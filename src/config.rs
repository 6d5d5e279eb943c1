//! Configuration for the registry engine.
//!
//! All tunables live in [`EngineConfig`], which can be constructed
//! programmatically or deserialized from YAML/JSON. Every field has a serde
//! default so partial configs work.
//!
//! # Quick Start
//!
//! ```rust
//! use replication_registry::config::EngineConfig;
//!
//! let config = EngineConfig {
//!     batch_size: 500,
//!     ..Default::default()
//! };
//! ```
//!
//! # Configuration Structure
//!
//! ```text
//! EngineConfig
//! ├── batch_size: u32                  # default range/claim size
//! ├── sync_timeout_secs: u64           # started rows older than this are stale
//! ├── verification_timeout_secs: u64   # verification_started rows older than this are stale
//! ├── reverification_interval_secs: u64 # succeeded rows older than this are re-checked
//! └── cursor_key_prefix: String        # namespace for cursor cache keys
//! ```

use serde::{Deserialize, Serialize};
use std::time::Duration;

fn default_batch_size() -> u32 {
    1000
}

fn default_sync_timeout_secs() -> u64 {
    8 * 60 * 60
}

fn default_verification_timeout_secs() -> u64 {
    8 * 60 * 60
}

fn default_reverification_interval_secs() -> u64 {
    7 * 24 * 60 * 60
}

fn default_cursor_key_prefix() -> String {
    "registry:batcher".to_string()
}

/// Tunable parameters for the batching and verification engine.
///
/// The timeouts govern the external reaper operations
/// ([`fail_sync_timeouts`](crate::store::RegistryStore::fail_sync_timeouts),
/// [`fail_verification_timeouts`](crate::store::RegistryStore::fail_verification_timeouts)):
/// a claimed-but-abandoned row older than the timeout is forced back to a
/// failed state so the normal retry machinery applies.
#[derive(Debug, Clone, Serialize, Deserialize)]
pub struct EngineConfig {
    /// Default number of ids per cursor range and rows per claim batch.
    #[serde(default = "default_batch_size")]
    pub batch_size: u32,

    /// A `started` row whose `last_synced_at` is older than this is considered
    /// abandoned (worker died mid-sync).
    #[serde(default = "default_sync_timeout_secs")]
    pub sync_timeout_secs: u64,

    /// A `verification_started` row whose `verification_started_at` is older
    /// than this is considered abandoned (worker died mid-checksum).
    #[serde(default = "default_verification_timeout_secs")]
    pub verification_timeout_secs: u64,

    /// A `verification_succeeded` row whose `verified_at` is older than this
    /// becomes eligible for re-verification.
    #[serde(default = "default_reverification_interval_secs")]
    pub reverification_interval_secs: u64,

    /// Namespace prefix for cursor cache keys, so multiple record types can
    /// share one cache backend without colliding.
    #[serde(default = "default_cursor_key_prefix")]
    pub cursor_key_prefix: String,
}

impl Default for EngineConfig {
    fn default() -> Self {
        Self {
            batch_size: default_batch_size(),
            sync_timeout_secs: default_sync_timeout_secs(),
            verification_timeout_secs: default_verification_timeout_secs(),
            reverification_interval_secs: default_reverification_interval_secs(),
            cursor_key_prefix: default_cursor_key_prefix(),
        }
    }
}

impl EngineConfig {
    /// Small batches and short timeouts for fast tests.
    pub fn for_testing() -> Self {
        Self {
            batch_size: 10,
            sync_timeout_secs: 2,
            verification_timeout_secs: 2,
            reverification_interval_secs: 2,
            cursor_key_prefix: "test:batcher".to_string(),
        }
    }

    /// Sync staleness threshold as a [`Duration`].
    pub fn sync_timeout(&self) -> Duration {
        Duration::from_secs(self.sync_timeout_secs)
    }

    /// Verification staleness threshold as a [`Duration`].
    pub fn verification_timeout(&self) -> Duration {
        Duration::from_secs(self.verification_timeout_secs)
    }

    /// Re-verification interval as a [`Duration`].
    pub fn reverification_interval(&self) -> Duration {
        Duration::from_secs(self.reverification_interval_secs)
    }
}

---+---

What you will do ▸
Set the listing above down once more in full, exactly as it is.

Completed exercise ▸
filename src/config.rs
repository 6d5d5e279eb943c1
//! Configuration for the registry engine.
//!
//! All tunables live in [`EngineConfig`], which can be constructed
//! programmatically or deserialized from YAML/JSON. Every field has a serde
//! default so partial configs work.
//!
//! # Quick Start
//!
//! ```rust
//! use replication_registry::config::EngineConfig;
//!
//! let config = EngineConfig {
//!     batch_size: 500,
//!     ..Default::default()
//! };
//! ```
//!
//! # Configuration Structure
//!
//! ```text
//! EngineConfig
//! ├── batch_size: u32                  # default range/claim size
//! ├── sync_timeout_secs: u64           # started rows older than this are stale
//! ├── verification_timeout_secs: u64   # verification_started rows older than this are stale
//! ├── reverification_interval_secs: u64 # succeeded rows older than this are re-checked
//! └── cursor_key_prefix: String        # namespace for cursor cache keys
//! ```

use serde::{Deserialize, Serialize};
use std::time::Duration;

fn default_batch_size() -> u32 {
    1000
}

fn default_sync_timeout_secs() -> u64 {
    8 * 60 * 60
}

fn default_verification_timeout_secs() -> u64 {
    8 * 60 * 60
}

fn default_reverification_interval_secs() -> u64 {
    7 * 24 * 60 * 60
}

fn default_cursor_key_prefix() -> String {
    "registry:batcher".to_string()
}

/// Tunable parameters for the batching and verification engine.
///
/// The timeouts govern the external reaper operations
/// ([`fail_sync_timeouts`](crate::store::RegistryStore::fail_sync_timeouts),
/// [`fail_verification_timeouts`](crate::store::RegistryStore::fail_verification_timeouts)):
/// a claimed-but-abandoned row older than the timeout is forced back to a
/// failed state so the normal retry machinery applies.
#[derive(Debug, Clone, Serialize, Deserialize)]
pub struct EngineConfig {
    /// Default number of ids per cursor range and rows per claim batch.
    #[serde(default = "default_batch_size")]
    pub batch_size: u32,

    /// A `started` row whose `last_synced_at` is older than this is considered
    /// abandoned (worker died mid-sync).
    #[serde(default = "default_sync_timeout_secs")]
    pub sync_timeout_secs: u64,

    /// A `verification_started` row whose `verification_started_at` is older
    /// than this is considered abandoned (worker died mid-checksum).
    #[serde(default = "default_verification_timeout_secs")]
    pub verification_timeout_secs: u64,

    /// A `verification_succeeded` row whose `verified_at` is older than this
    /// becomes eligible for re-verification.
    #[serde(default = "default_reverification_interval_secs")]
    pub reverification_interval_secs: u64,

    /// Namespace prefix for cursor cache keys, so multiple record types can
    /// share one cache backend without colliding.
    #[serde(default = "default_cursor_key_prefix")]
    pub cursor_key_prefix: String,
}

impl Default for EngineConfig {
    fn default() -> Self {
        Self {
            batch_size: default_batch_size(),
            sync_timeout_secs: default_sync_timeout_secs(),
            verification_timeout_secs: default_verification_timeout_secs(),
            reverification_interval_secs: default_reverification_interval_secs(),
            cursor_key_prefix: default_cursor_key_prefix(),
        }
    }
}

impl EngineConfig {
    /// Small batches and short timeouts for fast tests.
    pub fn for_testing() -> Self {
        Self {
            batch_size: 10,
            sync_timeout_secs: 2,
            verification_timeout_secs: 2,
            reverification_interval_secs: 2,
            cursor_key_prefix: "test:batcher".to_string(),
        }
    }

    /// Sync staleness threshold as a [`Duration`].
    pub fn sync_timeout(&self) -> Duration {
        Duration::from_secs(self.sync_timeout_secs)
    }

    /// Verification staleness threshold as a [`Duration`].
    pub fn verification_timeout(&self) -> Duration {
        Duration::from_secs(self.verification_timeout_secs)
    }

    /// Re-verification interval as a [`Duration`].
    pub fn reverification_interval(&self) -> Duration {
        Duration::from_secs(self.reverification_interval_secs)
    }
}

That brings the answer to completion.